START Input

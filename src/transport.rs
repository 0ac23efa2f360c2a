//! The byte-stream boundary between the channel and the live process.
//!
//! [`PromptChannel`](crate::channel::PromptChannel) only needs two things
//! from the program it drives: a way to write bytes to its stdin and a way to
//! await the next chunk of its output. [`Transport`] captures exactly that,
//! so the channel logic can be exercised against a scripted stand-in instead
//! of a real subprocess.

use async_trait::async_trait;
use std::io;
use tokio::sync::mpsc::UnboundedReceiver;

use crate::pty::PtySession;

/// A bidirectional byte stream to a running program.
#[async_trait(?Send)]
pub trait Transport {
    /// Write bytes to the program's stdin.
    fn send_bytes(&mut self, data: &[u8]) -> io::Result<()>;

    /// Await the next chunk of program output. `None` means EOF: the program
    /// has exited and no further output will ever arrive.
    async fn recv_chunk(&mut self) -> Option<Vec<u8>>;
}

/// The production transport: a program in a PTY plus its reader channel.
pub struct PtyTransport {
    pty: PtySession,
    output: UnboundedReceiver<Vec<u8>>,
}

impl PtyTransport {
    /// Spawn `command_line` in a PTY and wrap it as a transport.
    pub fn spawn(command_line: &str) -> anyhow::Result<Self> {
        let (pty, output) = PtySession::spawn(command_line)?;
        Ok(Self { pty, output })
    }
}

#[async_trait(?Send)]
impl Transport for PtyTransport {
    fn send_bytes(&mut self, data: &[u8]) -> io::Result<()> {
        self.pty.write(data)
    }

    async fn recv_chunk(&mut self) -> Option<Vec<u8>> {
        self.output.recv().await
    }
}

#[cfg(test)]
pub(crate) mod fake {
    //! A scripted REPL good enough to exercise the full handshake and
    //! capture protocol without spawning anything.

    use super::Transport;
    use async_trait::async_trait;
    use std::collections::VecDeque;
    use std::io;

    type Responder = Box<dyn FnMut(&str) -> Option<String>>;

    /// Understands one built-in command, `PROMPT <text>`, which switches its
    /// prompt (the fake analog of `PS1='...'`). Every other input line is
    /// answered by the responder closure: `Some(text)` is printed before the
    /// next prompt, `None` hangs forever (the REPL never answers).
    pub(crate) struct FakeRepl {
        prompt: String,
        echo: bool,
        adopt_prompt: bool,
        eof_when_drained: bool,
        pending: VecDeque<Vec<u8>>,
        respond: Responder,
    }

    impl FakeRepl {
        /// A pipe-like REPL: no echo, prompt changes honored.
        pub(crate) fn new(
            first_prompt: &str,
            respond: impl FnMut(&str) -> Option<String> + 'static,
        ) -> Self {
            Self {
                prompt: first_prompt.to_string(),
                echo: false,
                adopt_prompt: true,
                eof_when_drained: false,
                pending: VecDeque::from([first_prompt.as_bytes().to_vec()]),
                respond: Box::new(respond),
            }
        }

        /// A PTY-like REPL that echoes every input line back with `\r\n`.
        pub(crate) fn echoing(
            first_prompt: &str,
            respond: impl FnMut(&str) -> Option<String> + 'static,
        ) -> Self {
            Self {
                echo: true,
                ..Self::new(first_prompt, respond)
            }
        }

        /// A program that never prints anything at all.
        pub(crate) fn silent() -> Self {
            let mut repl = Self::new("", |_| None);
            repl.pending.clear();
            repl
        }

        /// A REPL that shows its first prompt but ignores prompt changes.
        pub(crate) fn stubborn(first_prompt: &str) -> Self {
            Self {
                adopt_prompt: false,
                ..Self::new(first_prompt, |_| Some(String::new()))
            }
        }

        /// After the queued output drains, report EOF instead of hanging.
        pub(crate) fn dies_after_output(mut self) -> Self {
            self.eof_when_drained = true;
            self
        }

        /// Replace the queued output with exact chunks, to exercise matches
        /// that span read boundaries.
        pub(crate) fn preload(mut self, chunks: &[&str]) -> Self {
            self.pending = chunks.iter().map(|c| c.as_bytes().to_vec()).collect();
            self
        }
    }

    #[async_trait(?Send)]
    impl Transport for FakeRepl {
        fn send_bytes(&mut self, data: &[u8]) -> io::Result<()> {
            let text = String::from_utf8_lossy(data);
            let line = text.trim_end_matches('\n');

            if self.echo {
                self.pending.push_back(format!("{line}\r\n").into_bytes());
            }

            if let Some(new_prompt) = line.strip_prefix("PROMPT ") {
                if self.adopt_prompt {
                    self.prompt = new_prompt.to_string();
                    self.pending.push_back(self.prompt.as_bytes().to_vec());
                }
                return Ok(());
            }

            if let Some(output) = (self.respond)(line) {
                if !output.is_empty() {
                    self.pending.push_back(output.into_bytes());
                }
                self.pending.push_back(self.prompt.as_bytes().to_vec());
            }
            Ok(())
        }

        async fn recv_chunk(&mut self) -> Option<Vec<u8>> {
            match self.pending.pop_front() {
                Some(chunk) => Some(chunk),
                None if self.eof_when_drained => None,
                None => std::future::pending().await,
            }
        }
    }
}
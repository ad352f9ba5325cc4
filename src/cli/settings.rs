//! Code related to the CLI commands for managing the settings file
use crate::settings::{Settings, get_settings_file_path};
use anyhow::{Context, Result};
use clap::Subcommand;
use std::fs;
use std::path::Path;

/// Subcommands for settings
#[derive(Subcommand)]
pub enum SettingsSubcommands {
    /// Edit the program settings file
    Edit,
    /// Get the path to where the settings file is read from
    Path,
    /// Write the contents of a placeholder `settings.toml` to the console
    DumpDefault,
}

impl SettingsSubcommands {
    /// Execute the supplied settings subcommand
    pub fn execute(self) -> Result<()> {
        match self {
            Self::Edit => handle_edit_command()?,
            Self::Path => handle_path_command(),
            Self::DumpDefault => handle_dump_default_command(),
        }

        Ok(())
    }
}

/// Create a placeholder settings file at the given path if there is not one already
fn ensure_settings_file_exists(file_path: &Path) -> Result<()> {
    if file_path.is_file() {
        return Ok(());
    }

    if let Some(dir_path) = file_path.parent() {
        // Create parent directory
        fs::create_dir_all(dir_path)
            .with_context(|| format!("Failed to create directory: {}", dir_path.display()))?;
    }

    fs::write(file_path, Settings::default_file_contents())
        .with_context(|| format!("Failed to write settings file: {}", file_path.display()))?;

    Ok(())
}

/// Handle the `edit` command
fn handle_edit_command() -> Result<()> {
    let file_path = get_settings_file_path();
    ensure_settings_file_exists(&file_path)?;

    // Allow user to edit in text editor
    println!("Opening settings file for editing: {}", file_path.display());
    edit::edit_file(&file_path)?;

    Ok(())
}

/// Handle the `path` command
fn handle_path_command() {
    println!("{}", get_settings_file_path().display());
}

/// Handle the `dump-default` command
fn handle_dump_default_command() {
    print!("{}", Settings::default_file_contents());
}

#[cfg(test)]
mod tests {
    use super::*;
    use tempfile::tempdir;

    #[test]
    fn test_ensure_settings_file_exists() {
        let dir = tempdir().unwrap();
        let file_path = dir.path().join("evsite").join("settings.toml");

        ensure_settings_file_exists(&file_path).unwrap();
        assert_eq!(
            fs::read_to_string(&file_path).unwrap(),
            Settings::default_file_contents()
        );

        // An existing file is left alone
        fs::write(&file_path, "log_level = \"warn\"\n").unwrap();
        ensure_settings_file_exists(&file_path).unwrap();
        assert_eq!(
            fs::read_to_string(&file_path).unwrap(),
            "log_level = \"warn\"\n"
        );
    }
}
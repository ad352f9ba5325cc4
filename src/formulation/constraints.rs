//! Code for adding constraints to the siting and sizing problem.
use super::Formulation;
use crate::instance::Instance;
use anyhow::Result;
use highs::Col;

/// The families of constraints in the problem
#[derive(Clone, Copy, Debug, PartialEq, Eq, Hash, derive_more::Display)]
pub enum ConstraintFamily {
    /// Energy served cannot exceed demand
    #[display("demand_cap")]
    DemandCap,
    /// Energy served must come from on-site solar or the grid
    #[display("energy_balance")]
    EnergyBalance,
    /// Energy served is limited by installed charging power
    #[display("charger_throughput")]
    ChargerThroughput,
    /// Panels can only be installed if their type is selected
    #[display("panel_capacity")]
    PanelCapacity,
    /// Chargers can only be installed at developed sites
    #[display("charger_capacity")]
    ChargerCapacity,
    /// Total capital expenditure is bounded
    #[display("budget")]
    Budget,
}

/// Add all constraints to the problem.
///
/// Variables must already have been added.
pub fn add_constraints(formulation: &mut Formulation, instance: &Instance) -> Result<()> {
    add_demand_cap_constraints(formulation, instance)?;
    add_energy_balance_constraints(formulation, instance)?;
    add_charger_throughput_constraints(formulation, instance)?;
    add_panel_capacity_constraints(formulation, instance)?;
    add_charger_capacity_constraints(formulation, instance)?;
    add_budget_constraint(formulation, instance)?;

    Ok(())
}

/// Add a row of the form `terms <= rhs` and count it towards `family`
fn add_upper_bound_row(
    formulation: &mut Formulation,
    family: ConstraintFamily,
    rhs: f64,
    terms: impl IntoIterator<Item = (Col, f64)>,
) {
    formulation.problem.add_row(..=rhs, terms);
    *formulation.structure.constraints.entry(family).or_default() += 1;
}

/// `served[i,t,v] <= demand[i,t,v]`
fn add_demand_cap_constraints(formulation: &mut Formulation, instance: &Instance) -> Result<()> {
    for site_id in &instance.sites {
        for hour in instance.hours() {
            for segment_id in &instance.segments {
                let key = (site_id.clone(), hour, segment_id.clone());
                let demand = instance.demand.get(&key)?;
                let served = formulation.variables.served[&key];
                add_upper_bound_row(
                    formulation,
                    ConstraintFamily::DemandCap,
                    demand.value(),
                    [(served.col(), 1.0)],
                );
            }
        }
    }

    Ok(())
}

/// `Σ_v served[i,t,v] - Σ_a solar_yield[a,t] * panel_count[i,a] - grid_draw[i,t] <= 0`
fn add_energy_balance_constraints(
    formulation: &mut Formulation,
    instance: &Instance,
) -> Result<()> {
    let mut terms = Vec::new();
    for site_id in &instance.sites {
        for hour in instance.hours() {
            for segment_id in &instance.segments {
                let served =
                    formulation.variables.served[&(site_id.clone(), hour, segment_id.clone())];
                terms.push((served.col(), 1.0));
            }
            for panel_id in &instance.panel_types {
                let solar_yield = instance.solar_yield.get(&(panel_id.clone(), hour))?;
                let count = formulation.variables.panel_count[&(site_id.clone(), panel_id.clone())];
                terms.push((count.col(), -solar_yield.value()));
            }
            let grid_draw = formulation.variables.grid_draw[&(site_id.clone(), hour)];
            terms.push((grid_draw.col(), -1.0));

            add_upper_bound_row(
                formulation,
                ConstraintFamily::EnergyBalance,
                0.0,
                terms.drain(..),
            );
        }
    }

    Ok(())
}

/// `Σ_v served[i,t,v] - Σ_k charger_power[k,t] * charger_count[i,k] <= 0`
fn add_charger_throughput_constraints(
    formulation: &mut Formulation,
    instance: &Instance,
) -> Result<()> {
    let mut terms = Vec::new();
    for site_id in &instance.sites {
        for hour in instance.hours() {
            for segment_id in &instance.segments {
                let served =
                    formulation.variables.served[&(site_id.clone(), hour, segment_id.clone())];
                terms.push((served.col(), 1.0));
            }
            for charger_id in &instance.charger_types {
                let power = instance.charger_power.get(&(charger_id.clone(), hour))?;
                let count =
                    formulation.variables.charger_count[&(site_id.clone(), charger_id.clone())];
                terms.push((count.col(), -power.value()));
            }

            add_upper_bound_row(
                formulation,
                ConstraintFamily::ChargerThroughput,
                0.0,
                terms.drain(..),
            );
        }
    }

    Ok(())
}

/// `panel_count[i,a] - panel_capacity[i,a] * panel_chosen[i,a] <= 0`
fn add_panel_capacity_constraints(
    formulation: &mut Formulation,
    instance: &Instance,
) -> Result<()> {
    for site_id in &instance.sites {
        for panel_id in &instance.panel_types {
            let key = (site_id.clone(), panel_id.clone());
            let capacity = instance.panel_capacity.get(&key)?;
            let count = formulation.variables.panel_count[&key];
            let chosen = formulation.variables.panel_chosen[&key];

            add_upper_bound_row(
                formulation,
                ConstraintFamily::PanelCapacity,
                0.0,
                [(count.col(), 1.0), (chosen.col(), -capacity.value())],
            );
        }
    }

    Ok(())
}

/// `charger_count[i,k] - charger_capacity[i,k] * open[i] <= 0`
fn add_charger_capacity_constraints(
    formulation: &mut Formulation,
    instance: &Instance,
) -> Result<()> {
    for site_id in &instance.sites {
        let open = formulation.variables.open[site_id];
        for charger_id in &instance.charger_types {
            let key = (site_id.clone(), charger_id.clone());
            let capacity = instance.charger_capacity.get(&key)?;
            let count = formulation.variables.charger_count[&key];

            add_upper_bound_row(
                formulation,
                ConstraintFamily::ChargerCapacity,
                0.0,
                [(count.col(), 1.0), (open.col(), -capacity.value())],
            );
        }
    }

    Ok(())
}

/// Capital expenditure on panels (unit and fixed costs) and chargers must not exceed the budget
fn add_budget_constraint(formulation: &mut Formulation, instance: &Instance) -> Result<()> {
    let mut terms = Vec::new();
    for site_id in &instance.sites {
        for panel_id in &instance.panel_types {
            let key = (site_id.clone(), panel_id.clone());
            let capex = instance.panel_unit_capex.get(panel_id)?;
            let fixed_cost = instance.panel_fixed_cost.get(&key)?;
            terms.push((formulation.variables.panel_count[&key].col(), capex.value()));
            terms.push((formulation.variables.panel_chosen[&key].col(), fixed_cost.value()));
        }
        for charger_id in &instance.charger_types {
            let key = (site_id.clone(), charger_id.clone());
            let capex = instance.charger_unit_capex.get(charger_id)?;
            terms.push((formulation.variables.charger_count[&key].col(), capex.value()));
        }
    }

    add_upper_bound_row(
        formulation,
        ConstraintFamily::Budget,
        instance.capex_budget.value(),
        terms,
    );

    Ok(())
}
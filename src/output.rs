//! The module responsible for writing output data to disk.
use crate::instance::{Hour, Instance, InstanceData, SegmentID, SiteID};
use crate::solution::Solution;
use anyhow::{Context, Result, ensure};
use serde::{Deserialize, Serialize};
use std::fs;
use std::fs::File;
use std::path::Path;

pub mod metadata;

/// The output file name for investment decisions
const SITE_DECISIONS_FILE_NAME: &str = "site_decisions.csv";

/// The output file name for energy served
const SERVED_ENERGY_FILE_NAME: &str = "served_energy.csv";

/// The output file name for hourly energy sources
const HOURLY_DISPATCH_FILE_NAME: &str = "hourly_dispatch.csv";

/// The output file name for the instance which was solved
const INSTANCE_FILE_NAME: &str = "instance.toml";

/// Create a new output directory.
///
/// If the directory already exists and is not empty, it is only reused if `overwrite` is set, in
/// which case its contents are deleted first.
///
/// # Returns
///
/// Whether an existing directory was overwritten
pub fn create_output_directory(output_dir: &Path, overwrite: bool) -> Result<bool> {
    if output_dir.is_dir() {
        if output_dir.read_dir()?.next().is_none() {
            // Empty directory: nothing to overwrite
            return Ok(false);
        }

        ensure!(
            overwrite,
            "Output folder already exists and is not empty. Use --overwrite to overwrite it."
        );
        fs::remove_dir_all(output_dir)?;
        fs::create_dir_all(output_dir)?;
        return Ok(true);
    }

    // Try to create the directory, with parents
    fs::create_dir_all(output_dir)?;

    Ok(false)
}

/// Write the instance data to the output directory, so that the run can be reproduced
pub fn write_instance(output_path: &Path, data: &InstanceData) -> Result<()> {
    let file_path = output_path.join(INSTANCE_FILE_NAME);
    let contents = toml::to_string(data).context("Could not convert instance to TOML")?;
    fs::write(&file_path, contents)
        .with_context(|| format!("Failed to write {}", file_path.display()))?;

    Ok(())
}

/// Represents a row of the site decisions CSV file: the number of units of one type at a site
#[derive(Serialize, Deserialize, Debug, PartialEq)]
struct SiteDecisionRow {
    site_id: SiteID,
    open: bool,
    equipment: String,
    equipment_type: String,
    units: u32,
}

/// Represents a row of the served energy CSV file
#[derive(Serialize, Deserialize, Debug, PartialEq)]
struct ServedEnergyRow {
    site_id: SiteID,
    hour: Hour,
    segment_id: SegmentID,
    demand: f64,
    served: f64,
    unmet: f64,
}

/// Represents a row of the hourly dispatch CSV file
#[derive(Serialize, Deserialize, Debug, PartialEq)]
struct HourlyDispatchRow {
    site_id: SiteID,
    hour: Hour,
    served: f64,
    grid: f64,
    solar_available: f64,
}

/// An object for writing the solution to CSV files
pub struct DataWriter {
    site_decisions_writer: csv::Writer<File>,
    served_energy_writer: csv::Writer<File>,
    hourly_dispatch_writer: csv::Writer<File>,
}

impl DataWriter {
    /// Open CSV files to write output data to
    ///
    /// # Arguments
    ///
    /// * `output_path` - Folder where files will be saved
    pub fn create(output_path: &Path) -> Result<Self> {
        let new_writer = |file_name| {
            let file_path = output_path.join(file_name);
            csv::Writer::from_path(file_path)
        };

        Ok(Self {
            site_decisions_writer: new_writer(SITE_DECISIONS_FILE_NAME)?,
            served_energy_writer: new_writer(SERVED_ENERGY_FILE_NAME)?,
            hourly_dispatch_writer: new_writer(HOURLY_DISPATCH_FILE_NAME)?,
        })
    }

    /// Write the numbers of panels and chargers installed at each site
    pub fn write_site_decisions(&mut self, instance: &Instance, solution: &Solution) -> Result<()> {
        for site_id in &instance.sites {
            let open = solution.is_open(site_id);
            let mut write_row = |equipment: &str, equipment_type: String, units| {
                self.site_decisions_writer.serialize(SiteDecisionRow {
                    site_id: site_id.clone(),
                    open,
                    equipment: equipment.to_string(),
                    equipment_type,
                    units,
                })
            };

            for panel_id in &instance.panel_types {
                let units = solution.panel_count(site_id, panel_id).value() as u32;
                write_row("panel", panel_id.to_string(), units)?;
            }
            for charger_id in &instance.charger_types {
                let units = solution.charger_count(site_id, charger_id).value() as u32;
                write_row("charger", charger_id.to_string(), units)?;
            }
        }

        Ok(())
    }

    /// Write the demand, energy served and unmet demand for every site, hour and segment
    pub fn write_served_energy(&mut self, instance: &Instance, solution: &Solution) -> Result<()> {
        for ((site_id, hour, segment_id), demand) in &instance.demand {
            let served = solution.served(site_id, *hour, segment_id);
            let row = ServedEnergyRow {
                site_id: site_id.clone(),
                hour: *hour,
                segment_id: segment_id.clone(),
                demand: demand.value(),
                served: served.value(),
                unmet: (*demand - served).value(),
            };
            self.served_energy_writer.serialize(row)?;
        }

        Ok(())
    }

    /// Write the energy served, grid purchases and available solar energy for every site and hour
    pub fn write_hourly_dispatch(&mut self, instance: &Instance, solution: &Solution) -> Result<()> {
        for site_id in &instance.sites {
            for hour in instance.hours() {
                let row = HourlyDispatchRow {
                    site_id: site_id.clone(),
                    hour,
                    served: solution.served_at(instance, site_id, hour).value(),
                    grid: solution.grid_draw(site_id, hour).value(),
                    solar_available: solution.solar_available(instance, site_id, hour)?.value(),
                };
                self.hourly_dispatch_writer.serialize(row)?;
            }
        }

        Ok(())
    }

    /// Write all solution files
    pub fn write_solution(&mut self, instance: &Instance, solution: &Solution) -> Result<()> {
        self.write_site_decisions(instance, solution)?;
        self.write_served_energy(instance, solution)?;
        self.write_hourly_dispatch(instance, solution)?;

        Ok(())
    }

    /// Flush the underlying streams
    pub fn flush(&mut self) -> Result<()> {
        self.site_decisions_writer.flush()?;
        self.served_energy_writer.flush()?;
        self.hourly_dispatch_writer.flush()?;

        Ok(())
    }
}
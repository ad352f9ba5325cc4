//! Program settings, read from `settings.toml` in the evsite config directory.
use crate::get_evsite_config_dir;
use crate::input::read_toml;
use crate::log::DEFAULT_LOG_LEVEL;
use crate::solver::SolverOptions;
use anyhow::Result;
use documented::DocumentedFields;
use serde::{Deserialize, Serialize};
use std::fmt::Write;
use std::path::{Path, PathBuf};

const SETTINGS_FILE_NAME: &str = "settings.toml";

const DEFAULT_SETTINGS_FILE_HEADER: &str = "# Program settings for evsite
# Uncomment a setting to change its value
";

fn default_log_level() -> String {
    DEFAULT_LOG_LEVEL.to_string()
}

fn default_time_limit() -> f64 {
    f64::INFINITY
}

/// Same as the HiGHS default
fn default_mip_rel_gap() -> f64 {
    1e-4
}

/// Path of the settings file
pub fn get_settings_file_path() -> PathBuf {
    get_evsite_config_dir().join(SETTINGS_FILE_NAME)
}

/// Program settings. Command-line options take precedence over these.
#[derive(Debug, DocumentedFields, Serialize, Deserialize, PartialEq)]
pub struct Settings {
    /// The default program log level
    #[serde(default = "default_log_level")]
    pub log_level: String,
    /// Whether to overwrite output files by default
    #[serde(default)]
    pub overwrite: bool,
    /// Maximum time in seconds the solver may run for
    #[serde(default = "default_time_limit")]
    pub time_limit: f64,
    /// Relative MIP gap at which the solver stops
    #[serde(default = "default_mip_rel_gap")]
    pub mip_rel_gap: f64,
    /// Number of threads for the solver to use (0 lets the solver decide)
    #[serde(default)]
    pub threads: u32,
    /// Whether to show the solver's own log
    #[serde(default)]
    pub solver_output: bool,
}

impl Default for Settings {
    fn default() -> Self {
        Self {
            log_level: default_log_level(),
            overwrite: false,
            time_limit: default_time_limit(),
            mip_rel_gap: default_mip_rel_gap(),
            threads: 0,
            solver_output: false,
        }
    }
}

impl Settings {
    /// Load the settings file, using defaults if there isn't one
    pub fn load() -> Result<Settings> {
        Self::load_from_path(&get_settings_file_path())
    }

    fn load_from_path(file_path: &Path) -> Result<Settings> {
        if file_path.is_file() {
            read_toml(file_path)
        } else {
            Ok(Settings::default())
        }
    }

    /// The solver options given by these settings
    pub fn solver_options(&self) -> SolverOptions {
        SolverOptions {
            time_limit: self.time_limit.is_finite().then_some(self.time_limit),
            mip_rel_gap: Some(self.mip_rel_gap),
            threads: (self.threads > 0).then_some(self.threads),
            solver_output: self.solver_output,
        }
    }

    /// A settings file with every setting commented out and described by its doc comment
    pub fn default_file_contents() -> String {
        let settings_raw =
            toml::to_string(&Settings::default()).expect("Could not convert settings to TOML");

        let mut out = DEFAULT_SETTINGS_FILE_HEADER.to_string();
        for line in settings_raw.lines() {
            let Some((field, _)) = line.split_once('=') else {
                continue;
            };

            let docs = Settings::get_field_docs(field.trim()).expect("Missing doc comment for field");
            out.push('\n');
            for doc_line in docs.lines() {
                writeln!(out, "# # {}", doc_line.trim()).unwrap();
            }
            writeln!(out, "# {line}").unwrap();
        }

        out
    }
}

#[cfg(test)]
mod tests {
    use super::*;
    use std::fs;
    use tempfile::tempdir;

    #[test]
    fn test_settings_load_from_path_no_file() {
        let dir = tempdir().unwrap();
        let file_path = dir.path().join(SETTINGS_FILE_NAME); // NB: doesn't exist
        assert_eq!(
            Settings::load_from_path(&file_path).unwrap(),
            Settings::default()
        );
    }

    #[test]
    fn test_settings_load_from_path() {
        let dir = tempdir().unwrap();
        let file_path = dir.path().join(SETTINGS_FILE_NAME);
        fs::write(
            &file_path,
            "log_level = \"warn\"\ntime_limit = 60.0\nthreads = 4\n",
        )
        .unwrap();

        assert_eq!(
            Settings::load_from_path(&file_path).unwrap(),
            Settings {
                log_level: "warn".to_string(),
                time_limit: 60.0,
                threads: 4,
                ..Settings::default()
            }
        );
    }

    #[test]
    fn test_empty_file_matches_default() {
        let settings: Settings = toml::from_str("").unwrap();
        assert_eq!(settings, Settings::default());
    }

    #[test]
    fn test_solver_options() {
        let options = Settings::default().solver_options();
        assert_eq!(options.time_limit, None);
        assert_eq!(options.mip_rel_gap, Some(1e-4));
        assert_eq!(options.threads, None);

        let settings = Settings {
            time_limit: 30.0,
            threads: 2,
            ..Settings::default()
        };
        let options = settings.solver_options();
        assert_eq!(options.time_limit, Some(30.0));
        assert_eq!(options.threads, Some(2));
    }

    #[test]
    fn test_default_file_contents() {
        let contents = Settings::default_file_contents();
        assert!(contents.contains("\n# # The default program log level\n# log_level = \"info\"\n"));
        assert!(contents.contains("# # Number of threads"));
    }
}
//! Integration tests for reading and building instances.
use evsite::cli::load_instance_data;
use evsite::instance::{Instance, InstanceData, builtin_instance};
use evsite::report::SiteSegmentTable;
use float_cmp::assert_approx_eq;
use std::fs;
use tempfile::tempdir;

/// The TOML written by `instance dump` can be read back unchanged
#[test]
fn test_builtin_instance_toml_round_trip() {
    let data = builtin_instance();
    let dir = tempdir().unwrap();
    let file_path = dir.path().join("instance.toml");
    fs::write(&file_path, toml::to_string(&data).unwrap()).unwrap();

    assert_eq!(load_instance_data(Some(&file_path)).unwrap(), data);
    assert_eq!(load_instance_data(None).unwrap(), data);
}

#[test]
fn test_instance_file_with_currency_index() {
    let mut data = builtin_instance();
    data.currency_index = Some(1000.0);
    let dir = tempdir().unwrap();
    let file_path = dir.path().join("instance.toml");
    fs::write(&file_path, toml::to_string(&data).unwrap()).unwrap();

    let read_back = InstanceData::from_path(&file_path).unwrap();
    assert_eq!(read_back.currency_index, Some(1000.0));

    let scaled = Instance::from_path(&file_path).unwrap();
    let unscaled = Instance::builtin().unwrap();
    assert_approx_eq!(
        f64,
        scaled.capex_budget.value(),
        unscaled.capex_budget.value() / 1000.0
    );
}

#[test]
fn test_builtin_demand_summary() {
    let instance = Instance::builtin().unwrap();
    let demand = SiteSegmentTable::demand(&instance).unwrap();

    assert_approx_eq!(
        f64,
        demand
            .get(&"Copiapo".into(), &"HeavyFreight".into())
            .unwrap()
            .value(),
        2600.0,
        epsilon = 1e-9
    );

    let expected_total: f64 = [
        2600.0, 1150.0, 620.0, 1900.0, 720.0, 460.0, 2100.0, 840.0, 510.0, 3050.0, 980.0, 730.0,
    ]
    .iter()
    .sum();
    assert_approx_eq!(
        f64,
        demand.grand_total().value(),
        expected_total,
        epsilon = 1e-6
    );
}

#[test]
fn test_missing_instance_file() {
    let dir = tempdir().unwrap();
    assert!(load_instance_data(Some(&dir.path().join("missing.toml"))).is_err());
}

END Input

Requirement: Please go through the material and return each line where the word "scripted" appears.

Response to the task:
//! so the channel logic can be exercised against a scripted stand-in instead
    //! A scripted REPL good enough to exercise the full handshake and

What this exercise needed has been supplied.